**TASK GOAL**: Nothing should differ between your answer and the records.
----- AVAILABLE DATA
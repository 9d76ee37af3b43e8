//! Error types for board construction and move decoding.

use std::fmt;

/// Error type for wire move decoding failures
#[derive(Debug, Clone, PartialEq, Eq)]
pub enum MoveParseError {
    /// Line contains no tokens
    Empty,
    /// A token is not an integer
    InvalidToken { token: String },
    /// Move type is below the null-move code
    UnknownType { found: i64 },
    /// Payload longer than the wire format allows
    TooLong { cells: usize },
    /// Cell index (or end-of-game code) outside `[0, 32)`
    CellOutOfRange { cell: i64 },
    /// Payload length does not match what the move type requires
    LengthMismatch { expected: usize, found: usize },
}

impl fmt::Display for MoveParseError {
    fn fmt(&self, f: &mut fmt::Formatter<'_>) -> fmt::Result {
        match self {
            MoveParseError::Empty => write!(f, "Empty move line"),
            MoveParseError::InvalidToken { token } => {
                write!(f, "Invalid integer token '{token}' in move")
            }
            MoveParseError::UnknownType { found } => {
                write!(f, "Unknown move type {found}")
            }
            MoveParseError::TooLong { cells } => {
                write!(f, "Move carries {cells} cells, at most 12 allowed")
            }
            MoveParseError::CellOutOfRange { cell } => {
                write!(f, "Cell {cell} out of range (must be 0-31)")
            }
            MoveParseError::LengthMismatch { expected, found } => {
                write!(f, "Move needs {expected} values, found {found}")
            }
        }
    }
}

impl std::error::Error for MoveParseError {}

/// Error type for building a board from raw cell codes
#[derive(Debug, Clone, PartialEq, Eq)]
pub enum BoardError {
    /// Wrong number of raw cells (must be 32)
    CellCount { found: usize },
    /// Code is not empty, own, other, or a king of either side
    InvalidCellCode { cell: usize, code: u8 },
}

impl fmt::Display for BoardError {
    fn fmt(&self, f: &mut fmt::Formatter<'_>) -> fmt::Result {
        match self {
            BoardError::CellCount { found } => {
                write!(f, "Board needs 32 cells, found {found}")
            }
            BoardError::InvalidCellCode { cell, code } => {
                write!(f, "Invalid code {code} for cell {cell}")
            }
        }
    }
}

impl std::error::Error for BoardError {}
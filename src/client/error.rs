//! Error type for the game session.

use std::fmt;
use std::io;

/// Error type for session failures
#[derive(Debug)]
pub enum ClientError {
    /// Reading from or writing to the transport failed
    Io(io::Error),
    /// The server's answer to the mode line was not `<deadline> <first>`
    Handshake { line: String },
    /// A server line was not `<deadline> <move>`
    Protocol { line: String },
    /// The server hung up before ending the game
    ChannelClosed,
}

impl fmt::Display for ClientError {
    fn fmt(&self, f: &mut fmt::Formatter<'_>) -> fmt::Result {
        match self {
            ClientError::Io(err) => write!(f, "Transport error: {err}"),
            ClientError::Handshake { line } => {
                write!(f, "Wrong response from server: '{line}'")
            }
            ClientError::Protocol { line } => {
                write!(f, "Malformed line from server: '{line}'")
            }
            ClientError::ChannelClosed => write!(f, "Server closed the connection"),
        }
    }
}

impl std::error::Error for ClientError {
    fn source(&self) -> Option<&(dyn std::error::Error + 'static)> {
        match self {
            ClientError::Io(err) => Some(err),
            _ => None,
        }
    }
}

impl From<io::Error> for ClientError {
    fn from(err: io::Error) -> Self {
        if err.kind() == io::ErrorKind::UnexpectedEof {
            ClientError::ChannelClosed
        } else {
            ClientError::Io(err)
        }
    }
}
//! Search constants.

// ============================================================================
// SCORES
// ============================================================================

/// Value of a position the root side has won.
pub const WIN: f32 = 1.0;

/// Value of a position the root side has lost.
pub const LOSS: f32 = 0.0;

/// Above any reachable value; the initial beta bound.
pub const INFINITY: f32 = 2.0;

/// Below any reachable value; the initial alpha bound.
pub const NEG_INFINITY: f32 = -1.0;

// ============================================================================
// LIMITS
// ============================================================================

/// Hard cap on the distance from the root, counting compressed forced moves.
pub const MAX_PLY: usize = 128;

/// Iterative deepening stops here when no smaller cap is configured.
pub const DEFAULT_MAX_DEPTH: u32 = 64;

/// Memo size at which new entries stop being stored.
pub const DEFAULT_MEMO_CAPACITY: usize = 1_000_000;

/// Default safety margin subtracted from every deadline.
pub const DEFAULT_MOVE_OVERHEAD_MS: u64 = 50;

/// The deadline is polled once every this many nodes.
pub(crate) const CLOCK_CHECK_INTERVAL: u64 = 256;
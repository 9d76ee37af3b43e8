//! Core checkers types.
//!
//! This module contains the fundamental types used throughout the engine:
//! - `Side`, `Piece` and `Cell` - players and cell contents
//! - cell index <-> (row, col) codec
//! - `Move`, `Chain` and `EndReason` - move representation and wire codec

mod cell;
mod coords;
mod moves;

pub use cell::{Cell, Piece, Side, CELL_EMPTY, CELL_INVALID, CELL_KING, CELL_OTHER, CELL_OWN};
pub use coords::{
    cell_to_col, cell_to_row, is_dark, row_col_to_cell, NUM_CELLS, NUM_ROWS, PIECES_PER_SIDE,
};
pub use moves::{Chain, EndReason, Move, MAX_CHAIN_CELLS, MAX_WIRE_CELLS};
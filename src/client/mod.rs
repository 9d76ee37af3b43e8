//! Game server client.
//!
//! The server speaks a line protocol: after a `MODE` line and an `INIT`
//! handshake every line carries a deadline in microseconds and a move in
//! wire encoding.

mod channel;
mod error;
mod session;

pub use channel::{LineChannel, StdioChannel, ThreadedChannel};
pub use error::ClientError;
pub use session::{deadline_from_micros, Mode, Session};
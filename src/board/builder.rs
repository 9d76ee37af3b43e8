//! Fluent builder for constructing checkers positions.
//!
//! Allows creating positions piece by piece rather than from raw cell codes.
//!
//! # Example
//! ```
//! use checkers_engine::board::{BoardBuilder, Side};
//!
//! let board = BoardBuilder::new()
//!     .man(9, Side::Own)
//!     .king(22, Side::Other)
//!     .side_to_move(Side::Own)
//!     .build();
//! assert_eq!(board.piece_count(), 2);
//! ```

use super::{Board, Piece, Side, NUM_CELLS};

/// A fluent builder for constructing `Board` positions.
#[derive(Clone, Debug)]
pub struct BoardBuilder {
    cells: [Option<Piece>; NUM_CELLS],
    side_to_move: Side,
}

impl Default for BoardBuilder {
    fn default() -> Self {
        Self::new()
    }
}

impl BoardBuilder {
    /// Create a new empty board builder with the own side to move.
    #[must_use]
    pub fn new() -> Self {
        BoardBuilder {
            cells: [None; NUM_CELLS],
            side_to_move: Side::Own,
        }
    }

    /// Create a builder starting from the standard initial position.
    #[must_use]
    pub fn starting_position() -> Self {
        BoardBuilder {
            cells: Board::new().cells,
            side_to_move: Side::Own,
        }
    }

    /// Place a piece on a cell, replacing whatever stood there.
    #[must_use]
    pub fn piece(mut self, cell: usize, piece: Piece) -> Self {
        self.cells[cell] = Some(piece);
        self
    }

    /// Place a man on a cell.
    #[must_use]
    pub fn man(self, cell: usize, side: Side) -> Self {
        self.piece(cell, Piece::man(side))
    }

    /// Place a king on a cell.
    #[must_use]
    pub fn king(self, cell: usize, side: Side) -> Self {
        self.piece(cell, Piece::king(side))
    }

    /// Empty a cell.
    #[must_use]
    pub fn clear(mut self, cell: usize) -> Self {
        self.cells[cell] = None;
        self
    }

    /// Set the side to move.
    #[must_use]
    pub const fn side_to_move(mut self, side: Side) -> Self {
        self.side_to_move = side;
        self
    }

    /// Build the board.
    #[must_use]
    pub fn build(self) -> Board {
        let mut board = Board::empty(self.side_to_move);
        for (cell, piece) in self.cells.into_iter().enumerate() {
            board.set_piece(cell, piece);
        }
        board
    }
}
----------
**EXERCISE RESPONSE**:
repository 9d76ee37af3b43e8
//! Error types for board construction and move decoding.

use std::fmt;

/// Error type for wire move decoding failures
#[derive(Debug, Clone, PartialEq, Eq)]
pub enum MoveParseError {
    /// Line contains no tokens
    Empty,
    /// A token is not an integer
    InvalidToken { token: String },
    /// Move type is below the null-move code
    UnknownType { found: i64 },
    /// Payload longer than the wire format allows
    TooLong { cells: usize },
    /// Cell index (or end-of-game code) outside `[0, 32)`
    CellOutOfRange { cell: i64 },
    /// Payload length does not match what the move type requires
    LengthMismatch { expected: usize, found: usize },
}

impl fmt::Display for MoveParseError {
    fn fmt(&self, f: &mut fmt::Formatter<'_>) -> fmt::Result {
        match self {
            MoveParseError::Empty => write!(f, "Empty move line"),
            MoveParseError::InvalidToken { token } => {
                write!(f, "Invalid integer token '{token}' in move")
            }
            MoveParseError::UnknownType { found } => {
                write!(f, "Unknown move type {found}")
            }
            MoveParseError::TooLong { cells } => {
                write!(f, "Move carries {cells} cells, at most 12 allowed")
            }
            MoveParseError::CellOutOfRange { cell } => {
                write!(f, "Cell {cell} out of range (must be 0-31)")
            }
            MoveParseError::LengthMismatch { expected, found } => {
                write!(f, "Move needs {expected} values, found {found}")
            }
        }
    }
}

impl std::error::Error for MoveParseError {}

/// Error type for building a board from raw cell codes
#[derive(Debug, Clone, PartialEq, Eq)]
pub enum BoardError {
    /// Wrong number of raw cells (must be 32)
    CellCount { found: usize },
    /// Code is not empty, own, other, or a king of either side
    InvalidCellCode { cell: usize, code: u8 },
}

impl fmt::Display for BoardError {
    fn fmt(&self, f: &mut fmt::Formatter<'_>) -> fmt::Result {
        match self {
            BoardError::CellCount { found } => {
                write!(f, "Board needs 32 cells, found {found}")
            }
            BoardError::InvalidCellCode { cell, code } => {
                write!(f, "Invalid code {code} for cell {cell}")
            }
        }
    }
}

impl std::error::Error for BoardError {}
filename src/client/error.rs
//! Error type for the game session.

use std::fmt;
use std::io;

/// Error type for session failures
#[derive(Debug)]
pub enum ClientError {
    /// Reading from or writing to the transport failed
    Io(io::Error),
    /// The server's answer to the mode line was not `<deadline> <first>`
    Handshake { line: String },
    /// A server line was not `<deadline> <move>`
    Protocol { line: String },
    /// The server hung up before ending the game
    ChannelClosed,
}

impl fmt::Display for ClientError {
    fn fmt(&self, f: &mut fmt::Formatter<'_>) -> fmt::Result {
        match self {
            ClientError::Io(err) => write!(f, "Transport error: {err}"),
            ClientError::Handshake { line } => {
                write!(f, "Wrong response from server: '{line}'")
            }
            ClientError::Protocol { line } => {
                write!(f, "Malformed line from server: '{line}'")
            }
            ClientError::ChannelClosed => write!(f, "Server closed the connection"),
        }
    }
}

impl std::error::Error for ClientError {
    fn source(&self) -> Option<&(dyn std::error::Error + 'static)> {
        match self {
            ClientError::Io(err) => Some(err),
            _ => None,
        }
    }
}

impl From<io::Error> for ClientError {
    fn from(err: io::Error) -> Self {
        if err.kind() == io::ErrorKind::UnexpectedEof {
            ClientError::ChannelClosed
        } else {
            ClientError::Io(err)
        }
    }
}
//! Search constants.

// ============================================================================
// SCORES
// ============================================================================

/// Value of a position the root side has won.
pub const WIN: f32 = 1.0;

/// Value of a position the root side has lost.
pub const LOSS: f32 = 0.0;

/// Above any reachable value; the initial beta bound.
pub const INFINITY: f32 = 2.0;

/// Below any reachable value; the initial alpha bound.
pub const NEG_INFINITY: f32 = -1.0;

// ============================================================================
// LIMITS
// ============================================================================

/// Hard cap on the distance from the root, counting compressed forced moves.
pub const MAX_PLY: usize = 128;

/// Iterative deepening stops here when no smaller cap is configured.
pub const DEFAULT_MAX_DEPTH: u32 = 64;

/// Memo size at which new entries stop being stored.
pub const DEFAULT_MEMO_CAPACITY: usize = 1_000_000;

/// Default safety margin subtracted from every deadline.
pub const DEFAULT_MOVE_OVERHEAD_MS: u64 = 50;

/// The deadline is polled once every this many nodes.
pub(crate) const CLOCK_CHECK_INTERVAL: u64 = 256;
repository 9d76ee37af3b43e8
//! Core checkers types.
//!
//! This module contains the fundamental types used throughout the engine:
//! - `Side`, `Piece` and `Cell` - players and cell contents
//! - cell index <-> (row, col) codec
//! - `Move`, `Chain` and `EndReason` - move representation and wire codec

mod cell;
mod coords;
mod moves;

pub use cell::{Cell, Piece, Side, CELL_EMPTY, CELL_INVALID, CELL_KING, CELL_OTHER, CELL_OWN};
pub use coords::{
    cell_to_col, cell_to_row, is_dark, row_col_to_cell, NUM_CELLS, NUM_ROWS, PIECES_PER_SIDE,
};
pub use moves::{Chain, EndReason, Move, MAX_CHAIN_CELLS, MAX_WIRE_CELLS};
filename src/client/mod.rs
repository 9d76ee37af3b43e8
//! Game server client.
//!
//! The server speaks a line protocol: after a `MODE` line and an `INIT`
//! handshake every line carries a deadline in microseconds and a move in
//! wire encoding.

mod channel;
mod error;
mod session;

pub use channel::{LineChannel, StdioChannel, ThreadedChannel};
pub use error::ClientError;
pub use session::{deadline_from_micros, Mode, Session};
filename src/board/builder.rs
repository 9d76ee37af3b43e8
//! Fluent builder for constructing checkers positions.
//!
//! Allows creating positions piece by piece rather than from raw cell codes.
//!
//! # Example
//! ```
//! use checkers_engine::board::{BoardBuilder, Side};
//!
//! let board = BoardBuilder::new()
//!     .man(9, Side::Own)
//!     .king(22, Side::Other)
//!     .side_to_move(Side::Own)
//!     .build();
//! assert_eq!(board.piece_count(), 2);
//! ```

use super::{Board, Piece, Side, NUM_CELLS};

/// A fluent builder for constructing `Board` positions.
#[derive(Clone, Debug)]
pub struct BoardBuilder {
    cells: [Option<Piece>; NUM_CELLS],
    side_to_move: Side,
}

impl Default for BoardBuilder {
    fn default() -> Self {
        Self::new()
    }
}

impl BoardBuilder {
    /// Create a new empty board builder with the own side to move.
    #[must_use]
    pub fn new() -> Self {
        BoardBuilder {
            cells: [None; NUM_CELLS],
            side_to_move: Side::Own,
        }
    }

    /// Create a builder starting from the standard initial position.
    #[must_use]
    pub fn starting_position() -> Self {
        BoardBuilder {
            cells: Board::new().cells,
            side_to_move: Side::Own,
        }
    }

    /// Place a piece on a cell, replacing whatever stood there.
    #[must_use]
    pub fn piece(mut self, cell: usize, piece: Piece) -> Self {
        self.cells[cell] = Some(piece);
        self
    }

    /// Place a man on a cell.
    #[must_use]
    pub fn man(self, cell: usize, side: Side) -> Self {
        self.piece(cell, Piece::man(side))
    }

    /// Place a king on a cell.
    #[must_use]
    pub fn king(self, cell: usize, side: Side) -> Self {
        self.piece(cell, Piece::king(side))
    }

    /// Empty a cell.
    #[must_use]
    pub fn clear(mut self, cell: usize) -> Self {
        self.cells[cell] = None;
        self
    }

    /// Set the side to move.
    #[must_use]
    pub const fn side_to_move(mut self, side: Side) -> Self {
        self.side_to_move = side;
        self
    }

    /// Build the board.
    #[must_use]
    pub fn build(self) -> Board {
        let mut board = Board::empty(self.side_to_move);
        for (cell, piece) in self.cells.into_iter().enumerate() {
            board.set_piece(cell, piece);
        }
        board
    }
}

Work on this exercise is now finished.